YOUR ASSIGNMENT => Output a verbatim copy of the data, cut off after the line that contains "fn check(&self, pin: &str)".

EXERCISE MATERIALS =>
────────────────────────────────────────

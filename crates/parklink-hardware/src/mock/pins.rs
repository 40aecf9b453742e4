//! Mock pins for testing and development.
//!
//! Each mock comes paired with a handle sharing its state, so a test (or the
//! development binary) can press buttons, read LED levels or make a pin fail
//! while the board owns the pin itself.

use std::sync::Arc;
use std::sync::atomic::{AtomicBool, AtomicU16, AtomicU32, Ordering};

use crate::{
    HardwareError, Result,
    traits::{AnalogInput, DigitalInput, DigitalOutput, PwmOutput},
};

#[derive(Debug, Default)]
struct Shared {
    fault: AtomicBool,
}

impl Shared {
    fn check(&self, pin: &str) -> Result<()> {
        if self.fault.load(Ordering::SeqCst) {
            return Err(HardwareError::pin_fault(pin, "injected fault"));
        }
        Ok(())
    }
}

/// Mock digital input.
///
/// ```
/// use parklink_hardware::mock::MockInput;
/// use parklink_hardware::traits::DigitalInput;
///
/// let (mut button, handle) = MockInput::new("GP14");
/// assert!(!button.is_high().unwrap());
/// handle.press();
/// assert!(button.is_high().unwrap());
/// ```
#[derive(Debug)]
pub struct MockInput {
    name: String,
    level: Arc<AtomicBool>,
    shared: Arc<Shared>,
}

impl MockInput {
    pub fn new(name: impl Into<String>) -> (Self, MockInputHandle) {
        let level = Arc::new(AtomicBool::new(false));
        let shared = Arc::new(Shared::default());
        let input = Self {
            name: name.into(),
            level: Arc::clone(&level),
            shared: Arc::clone(&shared),
        };
        (input, MockInputHandle { level, shared })
    }
}

impl DigitalInput for MockInput {
    fn is_high(&mut self) -> Result<bool> {
        self.shared.check(&self.name)?;
        Ok(self.level.load(Ordering::SeqCst))
    }
}

/// Handle for driving a [`MockInput`].
#[derive(Debug, Clone)]
pub struct MockInputHandle {
    level: Arc<AtomicBool>,
    shared: Arc<Shared>,
}

impl MockInputHandle {
    pub fn set_level(&self, high: bool) {
        self.level.store(high, Ordering::SeqCst);
    }

    pub fn press(&self) {
        self.set_level(true);
    }

    pub fn release(&self) {
        self.set_level(false);
    }

    /// Make every subsequent read fail.
    pub fn set_fault(&self, fault: bool) {
        self.shared.fault.store(fault, Ordering::SeqCst);
    }
}

/// Mock digital output.
#[derive(Debug)]
pub struct MockOutput {
    name: String,
    level: Arc<AtomicBool>,
    writes: Arc<AtomicU32>,
    shared: Arc<Shared>,
}

impl MockOutput {
    pub fn new(name: impl Into<String>) -> (Self, MockOutputHandle) {
        let level = Arc::new(AtomicBool::new(false));
        let writes = Arc::new(AtomicU32::new(0));
        let shared = Arc::new(Shared::default());
        let output = Self {
            name: name.into(),
            level: Arc::clone(&level),
            writes: Arc::clone(&writes),
            shared: Arc::clone(&shared),
        };
        (
            output,
            MockOutputHandle {
                level,
                writes,
                shared,
            },
        )
    }
}

impl DigitalOutput for MockOutput {
    fn set_level(&mut self, high: bool) -> Result<()> {
        self.shared.check(&self.name)?;
        self.level.store(high, Ordering::SeqCst);
        self.writes.fetch_add(1, Ordering::SeqCst);
        Ok(())
    }
}

/// Handle for observing a [`MockOutput`].
#[derive(Debug, Clone)]
pub struct MockOutputHandle {
    level: Arc<AtomicBool>,
    writes: Arc<AtomicU32>,
    shared: Arc<Shared>,
}

impl MockOutputHandle {
    pub fn level(&self) -> bool {
        self.level.load(Ordering::SeqCst)
    }

    /// Number of successful writes so far.
    pub fn writes(&self) -> u32 {
        self.writes.load(Ordering::SeqCst)
    }

    /// Make every subsequent write fail.
    pub fn set_fault(&self, fault: bool) {
        self.shared.fault.store(fault, Ordering::SeqCst);
    }
}

/// Mock 16-bit analog input.
#[derive(Debug)]
pub struct MockAnalog {
    name: String,
    raw: Arc<AtomicU16>,
    shared: Arc<Shared>,
}

impl MockAnalog {
    pub fn new(name: impl Into<String>) -> (Self, MockAnalogHandle) {
        let raw = Arc::new(AtomicU16::new(0));
        let shared = Arc::new(Shared::default());
        let analog = Self {
            name: name.into(),
            raw: Arc::clone(&raw),
            shared: Arc::clone(&shared),
        };
        (analog, MockAnalogHandle { raw, shared })
    }
}

impl AnalogInput for MockAnalog {
    fn read_u16(&mut self) -> Result<u16> {
        self.shared.check(&self.name)?;
        Ok(self.raw.load(Ordering::SeqCst))
    }
}

/// Handle for setting a [`MockAnalog`] reading.
#[derive(Debug, Clone)]
pub struct MockAnalogHandle {
    raw: Arc<AtomicU16>,
    shared: Arc<Shared>,
}

impl MockAnalogHandle {
    pub fn set_raw(&self, raw: u16) {
        self.raw.store(raw, Ordering::SeqCst);
    }

    pub fn set_fault(&self, fault: bool) {
        self.shared.fault.store(fault, Ordering::SeqCst);
    }
}

/// Mock PWM output.
#[derive(Debug)]
pub struct MockPwm {
    name: String,
    frequency: Arc<AtomicU32>,
    duty: Arc<AtomicU16>,
    shared: Arc<Shared>,
}

impl MockPwm {
    pub fn new(name: impl Into<String>) -> (Self, MockPwmHandle) {
        let frequency = Arc::new(AtomicU32::new(0));
        let duty = Arc::new(AtomicU16::new(0));
        let shared = Arc::new(Shared::default());
        let pwm = Self {
            name: name.into(),
            frequency: Arc::clone(&frequency),
            duty: Arc::clone(&duty),
            shared: Arc::clone(&shared),
        };
        (
            pwm,
            MockPwmHandle {
                frequency,
                duty,
                shared,
            },
        )
    }
}

impl PwmOutput for MockPwm {
    fn set_frequency(&mut self, hz: u32) -> Result<()> {
        self.shared.check(&self.name)?;
        self.frequency.store(hz, Ordering::SeqCst);
        Ok(())
    }

    fn set_duty_u16(&mut self, duty: u16) -> Result<()> {
        self.shared.check(&self.name)?;
        self.duty.store(duty, Ordering::SeqCst);
        Ok(())
    }
}

/// Handle for observing a [`MockPwm`].
#[derive(Debug, Clone)]
pub struct MockPwmHandle {
    frequency: Arc<AtomicU32>,
    duty: Arc<AtomicU16>,
    shared: Arc<Shared>,
}

impl MockPwmHandle {
    pub fn frequency(&self) -> u32 {
        self.frequency.load(Ordering::SeqCst)
    }

    pub fn duty(&self) -> u16 {
        self.duty.load(Ordering::SeqCst)
    }

    pub fn set_fault(&self, fault: bool) {
        self.shared.fault.store(fault, Ordering::SeqCst);
    }
}

#[cfg(test)]
mod tests {
    use super::*;

    #[test]
    fn test_input_handle_drives_level() {
        let (mut input, handle) = MockInput::new("btn");
        handle.press();
        assert!(input.is_high().unwrap());
        handle.release();
        assert!(!input.is_high().unwrap());
    }

    #[test]
    fn test_output_counts_writes() {
        let (mut led, handle) = MockOutput::new("led");
        led.set_level(true).unwrap();
        led.set_level(false).unwrap();
        assert!(!handle.level());
        assert_eq!(handle.writes(), 2);
    }

    #[test]
    fn test_output_fault() {
        let (mut led, handle) = MockOutput::new("GP2");
        handle.set_fault(true);
        let err = led.set_level(true).unwrap_err();
        assert!(matches!(err, HardwareError::PinFault { .. }));
        assert_eq!(handle.writes(), 0);

        handle.set_fault(false);
        assert!(led.set_level(true).is_ok());
    }

    #[test]
    fn test_analog_reading() {
        let (mut ldr, handle) = MockAnalog::new("ADC0");
        handle.set_raw(40000);
        assert_eq!(ldr.read_u16().unwrap(), 40000);
        handle.set_fault(true);
        assert!(ldr.read_u16().is_err());
    }

    #[test]
    fn test_pwm_state() {
        let (mut servo, handle) = MockPwm::new("GP16");
        servo.set_frequency(50).unwrap();
        servo.set_duty_u16(4915).unwrap();
        assert_eq!(handle.frequency(), 50);
        assert_eq!(handle.duty(), 4915);
    }
}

────────────────────────────────────────

RESULT OF THE EXERCISE =>
filename crates/parklink-hardware/src/mock/pins.rs
repository 40aecf9b453742e4
//! Mock pins for testing and development.
//!
//! Each mock comes paired with a handle sharing its state, so a test (or the
//! development binary) can press buttons, read LED levels or make a pin fail
//! while the board owns the pin itself.

use std::sync::Arc;
use std::sync::atomic::{AtomicBool, AtomicU16, AtomicU32, Ordering};

use crate::{
    HardwareError, Result,
    traits::{AnalogInput, DigitalInput, DigitalOutput, PwmOutput},
};

#[derive(Debug, Default)]
struct Shared {
    fault: AtomicBool,
}

impl Shared {
    fn check(&self, pin: &str) -> Result<()> {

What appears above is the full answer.